Return exactly those lines of the material below that fall between the line holding "impl From<StandardComponents> for" and the line holding "are left out.", inclusive.

========

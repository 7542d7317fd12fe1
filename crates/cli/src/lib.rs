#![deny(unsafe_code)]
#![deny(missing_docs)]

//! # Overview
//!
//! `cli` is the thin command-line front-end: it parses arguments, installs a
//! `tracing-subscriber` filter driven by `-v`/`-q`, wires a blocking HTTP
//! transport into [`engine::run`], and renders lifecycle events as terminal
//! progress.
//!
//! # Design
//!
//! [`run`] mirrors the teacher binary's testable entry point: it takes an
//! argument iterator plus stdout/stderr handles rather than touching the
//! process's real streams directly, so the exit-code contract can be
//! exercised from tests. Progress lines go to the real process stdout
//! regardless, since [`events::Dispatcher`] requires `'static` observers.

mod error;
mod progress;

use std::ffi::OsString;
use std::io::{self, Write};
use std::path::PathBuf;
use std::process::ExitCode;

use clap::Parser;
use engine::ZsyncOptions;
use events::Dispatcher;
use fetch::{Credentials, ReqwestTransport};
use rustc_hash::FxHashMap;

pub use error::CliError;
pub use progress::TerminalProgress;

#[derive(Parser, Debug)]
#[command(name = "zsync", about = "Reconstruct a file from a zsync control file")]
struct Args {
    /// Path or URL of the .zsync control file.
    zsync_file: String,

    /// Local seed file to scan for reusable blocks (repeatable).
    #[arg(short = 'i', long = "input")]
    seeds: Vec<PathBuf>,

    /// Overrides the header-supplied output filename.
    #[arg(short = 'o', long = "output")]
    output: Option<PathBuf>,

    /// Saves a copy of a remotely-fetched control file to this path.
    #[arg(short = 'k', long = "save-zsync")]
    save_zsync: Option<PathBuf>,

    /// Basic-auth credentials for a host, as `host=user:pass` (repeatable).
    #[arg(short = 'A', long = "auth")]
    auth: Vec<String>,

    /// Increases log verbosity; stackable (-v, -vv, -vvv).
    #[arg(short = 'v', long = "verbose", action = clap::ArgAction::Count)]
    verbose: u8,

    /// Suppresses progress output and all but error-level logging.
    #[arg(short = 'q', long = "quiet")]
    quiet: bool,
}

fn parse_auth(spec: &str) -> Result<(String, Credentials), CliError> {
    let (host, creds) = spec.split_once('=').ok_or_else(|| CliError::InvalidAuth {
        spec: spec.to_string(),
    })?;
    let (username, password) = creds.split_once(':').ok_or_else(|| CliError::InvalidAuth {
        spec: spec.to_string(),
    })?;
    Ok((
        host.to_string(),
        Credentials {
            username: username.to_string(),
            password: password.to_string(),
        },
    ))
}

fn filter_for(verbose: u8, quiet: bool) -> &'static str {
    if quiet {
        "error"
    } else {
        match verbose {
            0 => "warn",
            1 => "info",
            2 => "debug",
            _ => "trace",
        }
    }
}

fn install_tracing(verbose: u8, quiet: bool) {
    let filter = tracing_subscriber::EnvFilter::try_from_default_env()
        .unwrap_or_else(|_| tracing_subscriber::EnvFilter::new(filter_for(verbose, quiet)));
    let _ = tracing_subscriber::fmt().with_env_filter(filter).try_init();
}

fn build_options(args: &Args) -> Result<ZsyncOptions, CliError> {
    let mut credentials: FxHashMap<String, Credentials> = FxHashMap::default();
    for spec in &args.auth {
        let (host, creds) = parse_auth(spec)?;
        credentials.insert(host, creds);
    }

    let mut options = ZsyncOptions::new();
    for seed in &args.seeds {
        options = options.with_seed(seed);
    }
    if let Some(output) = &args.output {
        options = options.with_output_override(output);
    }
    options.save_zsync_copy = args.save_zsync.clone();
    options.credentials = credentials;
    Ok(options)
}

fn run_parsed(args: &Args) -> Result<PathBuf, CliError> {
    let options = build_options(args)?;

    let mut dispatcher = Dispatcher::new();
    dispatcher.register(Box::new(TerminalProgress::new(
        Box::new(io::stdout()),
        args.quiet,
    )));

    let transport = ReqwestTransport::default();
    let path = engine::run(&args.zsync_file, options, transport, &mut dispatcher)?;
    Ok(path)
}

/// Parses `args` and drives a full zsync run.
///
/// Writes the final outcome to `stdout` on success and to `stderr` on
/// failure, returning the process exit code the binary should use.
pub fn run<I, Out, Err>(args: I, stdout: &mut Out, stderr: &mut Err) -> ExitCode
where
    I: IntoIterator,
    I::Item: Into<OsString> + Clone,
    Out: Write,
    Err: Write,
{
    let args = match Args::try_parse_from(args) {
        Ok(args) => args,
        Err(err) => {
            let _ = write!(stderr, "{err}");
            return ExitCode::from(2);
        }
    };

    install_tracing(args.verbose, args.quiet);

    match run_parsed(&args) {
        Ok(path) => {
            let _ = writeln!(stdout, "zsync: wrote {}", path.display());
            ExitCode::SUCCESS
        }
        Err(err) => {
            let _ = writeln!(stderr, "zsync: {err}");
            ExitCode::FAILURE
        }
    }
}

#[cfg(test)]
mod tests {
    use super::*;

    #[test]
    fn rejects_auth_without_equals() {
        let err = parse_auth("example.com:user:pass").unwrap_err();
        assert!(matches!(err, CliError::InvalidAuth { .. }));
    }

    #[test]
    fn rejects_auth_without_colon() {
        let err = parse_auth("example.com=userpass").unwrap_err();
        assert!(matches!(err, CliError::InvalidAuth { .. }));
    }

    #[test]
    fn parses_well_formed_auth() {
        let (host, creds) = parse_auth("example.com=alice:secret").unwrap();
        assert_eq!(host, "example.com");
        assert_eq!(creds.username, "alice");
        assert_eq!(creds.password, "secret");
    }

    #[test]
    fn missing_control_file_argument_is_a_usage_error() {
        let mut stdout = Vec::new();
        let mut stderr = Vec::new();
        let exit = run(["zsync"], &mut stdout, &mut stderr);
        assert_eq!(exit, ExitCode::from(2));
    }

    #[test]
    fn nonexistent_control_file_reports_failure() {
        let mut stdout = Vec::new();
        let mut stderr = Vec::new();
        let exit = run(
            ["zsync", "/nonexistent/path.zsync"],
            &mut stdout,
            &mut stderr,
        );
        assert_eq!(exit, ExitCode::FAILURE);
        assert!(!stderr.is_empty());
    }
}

========

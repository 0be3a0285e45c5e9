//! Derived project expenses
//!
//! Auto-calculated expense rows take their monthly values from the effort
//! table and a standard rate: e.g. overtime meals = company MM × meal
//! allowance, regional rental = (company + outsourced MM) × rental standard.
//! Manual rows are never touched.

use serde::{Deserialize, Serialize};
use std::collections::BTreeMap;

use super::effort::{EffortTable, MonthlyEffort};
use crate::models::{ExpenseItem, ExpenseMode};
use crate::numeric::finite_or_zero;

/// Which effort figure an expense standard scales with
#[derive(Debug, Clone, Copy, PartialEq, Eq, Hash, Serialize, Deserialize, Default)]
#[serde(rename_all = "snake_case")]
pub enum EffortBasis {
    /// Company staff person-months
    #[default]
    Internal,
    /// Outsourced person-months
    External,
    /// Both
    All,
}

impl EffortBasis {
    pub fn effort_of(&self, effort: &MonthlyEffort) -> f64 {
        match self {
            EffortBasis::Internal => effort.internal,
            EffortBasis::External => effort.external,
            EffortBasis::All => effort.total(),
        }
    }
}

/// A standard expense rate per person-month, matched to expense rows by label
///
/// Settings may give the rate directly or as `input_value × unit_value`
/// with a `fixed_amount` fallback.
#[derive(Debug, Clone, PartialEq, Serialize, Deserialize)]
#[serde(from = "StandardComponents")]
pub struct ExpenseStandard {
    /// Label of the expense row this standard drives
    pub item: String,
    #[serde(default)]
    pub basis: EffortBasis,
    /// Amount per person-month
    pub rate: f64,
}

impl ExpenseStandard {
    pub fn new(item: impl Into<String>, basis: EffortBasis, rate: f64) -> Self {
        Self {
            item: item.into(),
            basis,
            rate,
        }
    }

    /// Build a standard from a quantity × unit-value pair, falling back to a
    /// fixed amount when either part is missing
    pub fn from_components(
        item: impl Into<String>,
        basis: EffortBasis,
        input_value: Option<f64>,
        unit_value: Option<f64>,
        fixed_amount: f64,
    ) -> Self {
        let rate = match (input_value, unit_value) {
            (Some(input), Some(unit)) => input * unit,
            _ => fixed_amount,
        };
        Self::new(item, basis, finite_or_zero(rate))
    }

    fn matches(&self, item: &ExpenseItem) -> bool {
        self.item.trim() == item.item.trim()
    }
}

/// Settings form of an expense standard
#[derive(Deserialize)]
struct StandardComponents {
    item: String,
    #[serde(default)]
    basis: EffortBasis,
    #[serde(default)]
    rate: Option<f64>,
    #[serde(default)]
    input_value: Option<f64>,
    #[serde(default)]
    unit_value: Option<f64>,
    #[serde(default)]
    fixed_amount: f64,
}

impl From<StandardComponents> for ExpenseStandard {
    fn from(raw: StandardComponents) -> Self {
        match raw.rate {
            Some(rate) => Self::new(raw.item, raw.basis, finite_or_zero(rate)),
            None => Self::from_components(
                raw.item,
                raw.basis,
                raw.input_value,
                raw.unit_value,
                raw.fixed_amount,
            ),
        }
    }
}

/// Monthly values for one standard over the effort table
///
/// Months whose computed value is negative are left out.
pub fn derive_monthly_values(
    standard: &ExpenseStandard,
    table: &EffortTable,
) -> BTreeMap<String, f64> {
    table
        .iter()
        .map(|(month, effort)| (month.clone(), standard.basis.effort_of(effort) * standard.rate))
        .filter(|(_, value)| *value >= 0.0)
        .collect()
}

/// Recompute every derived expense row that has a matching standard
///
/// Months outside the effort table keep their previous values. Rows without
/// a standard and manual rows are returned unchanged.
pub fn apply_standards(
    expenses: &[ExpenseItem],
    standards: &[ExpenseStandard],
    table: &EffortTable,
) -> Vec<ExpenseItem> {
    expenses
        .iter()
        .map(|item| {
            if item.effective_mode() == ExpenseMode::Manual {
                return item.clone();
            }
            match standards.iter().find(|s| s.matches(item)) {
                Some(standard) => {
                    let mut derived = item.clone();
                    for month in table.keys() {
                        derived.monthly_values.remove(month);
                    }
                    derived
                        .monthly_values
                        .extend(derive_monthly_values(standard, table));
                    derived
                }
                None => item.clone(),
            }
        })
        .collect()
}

========

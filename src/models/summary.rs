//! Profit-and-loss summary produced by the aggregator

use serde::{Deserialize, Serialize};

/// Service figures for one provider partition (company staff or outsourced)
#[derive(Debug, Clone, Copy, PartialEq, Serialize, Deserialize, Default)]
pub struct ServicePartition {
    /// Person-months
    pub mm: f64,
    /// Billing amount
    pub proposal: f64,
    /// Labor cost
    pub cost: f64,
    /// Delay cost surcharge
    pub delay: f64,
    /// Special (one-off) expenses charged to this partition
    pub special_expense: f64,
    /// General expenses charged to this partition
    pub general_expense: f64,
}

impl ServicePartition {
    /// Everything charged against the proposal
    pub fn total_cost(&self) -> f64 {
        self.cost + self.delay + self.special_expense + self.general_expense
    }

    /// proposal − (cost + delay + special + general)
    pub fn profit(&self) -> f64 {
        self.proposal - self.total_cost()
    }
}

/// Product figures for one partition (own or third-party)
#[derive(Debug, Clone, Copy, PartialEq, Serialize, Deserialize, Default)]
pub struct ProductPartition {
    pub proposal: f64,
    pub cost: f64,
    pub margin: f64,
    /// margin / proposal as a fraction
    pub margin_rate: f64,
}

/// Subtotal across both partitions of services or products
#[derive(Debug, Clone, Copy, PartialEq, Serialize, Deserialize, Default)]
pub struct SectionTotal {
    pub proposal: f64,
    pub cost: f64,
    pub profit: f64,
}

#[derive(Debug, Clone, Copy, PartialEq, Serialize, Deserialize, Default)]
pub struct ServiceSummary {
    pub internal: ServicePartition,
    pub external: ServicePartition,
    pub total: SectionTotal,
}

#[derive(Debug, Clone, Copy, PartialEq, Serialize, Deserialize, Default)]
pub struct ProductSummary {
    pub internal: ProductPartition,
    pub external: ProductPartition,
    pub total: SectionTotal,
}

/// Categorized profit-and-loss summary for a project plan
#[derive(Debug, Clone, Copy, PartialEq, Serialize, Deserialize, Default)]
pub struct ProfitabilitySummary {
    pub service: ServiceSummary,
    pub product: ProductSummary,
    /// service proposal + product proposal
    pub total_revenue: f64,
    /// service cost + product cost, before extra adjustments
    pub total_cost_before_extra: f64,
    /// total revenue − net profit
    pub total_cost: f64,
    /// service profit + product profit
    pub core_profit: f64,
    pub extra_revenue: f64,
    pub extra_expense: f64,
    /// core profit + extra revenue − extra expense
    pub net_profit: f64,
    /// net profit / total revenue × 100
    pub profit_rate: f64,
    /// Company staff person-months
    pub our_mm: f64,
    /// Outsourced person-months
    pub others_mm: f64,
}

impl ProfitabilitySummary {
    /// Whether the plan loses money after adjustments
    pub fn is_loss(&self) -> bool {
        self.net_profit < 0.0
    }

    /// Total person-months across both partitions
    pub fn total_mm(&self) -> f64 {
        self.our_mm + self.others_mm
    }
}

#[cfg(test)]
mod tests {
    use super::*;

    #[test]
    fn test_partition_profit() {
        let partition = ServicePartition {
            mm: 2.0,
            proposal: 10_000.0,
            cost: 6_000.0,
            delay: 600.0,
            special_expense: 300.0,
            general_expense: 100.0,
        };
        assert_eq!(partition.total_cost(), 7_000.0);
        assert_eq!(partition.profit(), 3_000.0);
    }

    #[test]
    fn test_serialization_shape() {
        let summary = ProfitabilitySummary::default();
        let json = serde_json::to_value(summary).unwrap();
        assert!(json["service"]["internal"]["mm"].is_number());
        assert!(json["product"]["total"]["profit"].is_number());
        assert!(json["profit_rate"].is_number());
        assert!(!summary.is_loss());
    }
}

========

SOLUTION TO THE EXERCISE:
impl From<StandardComponents> for ExpenseStandard {
    fn from(raw: StandardComponents) -> Self {
        match raw.rate {
            Some(rate) => Self::new(raw.item, raw.basis, finite_or_zero(rate)),
            None => Self::from_components(
                raw.item,
                raw.basis,
                raw.input_value,
                raw.unit_value,
                raw.fixed_amount,
            ),
        }
    }
}

/// Monthly values for one standard over the effort table
///
/// Months whose computed value is negative are left out.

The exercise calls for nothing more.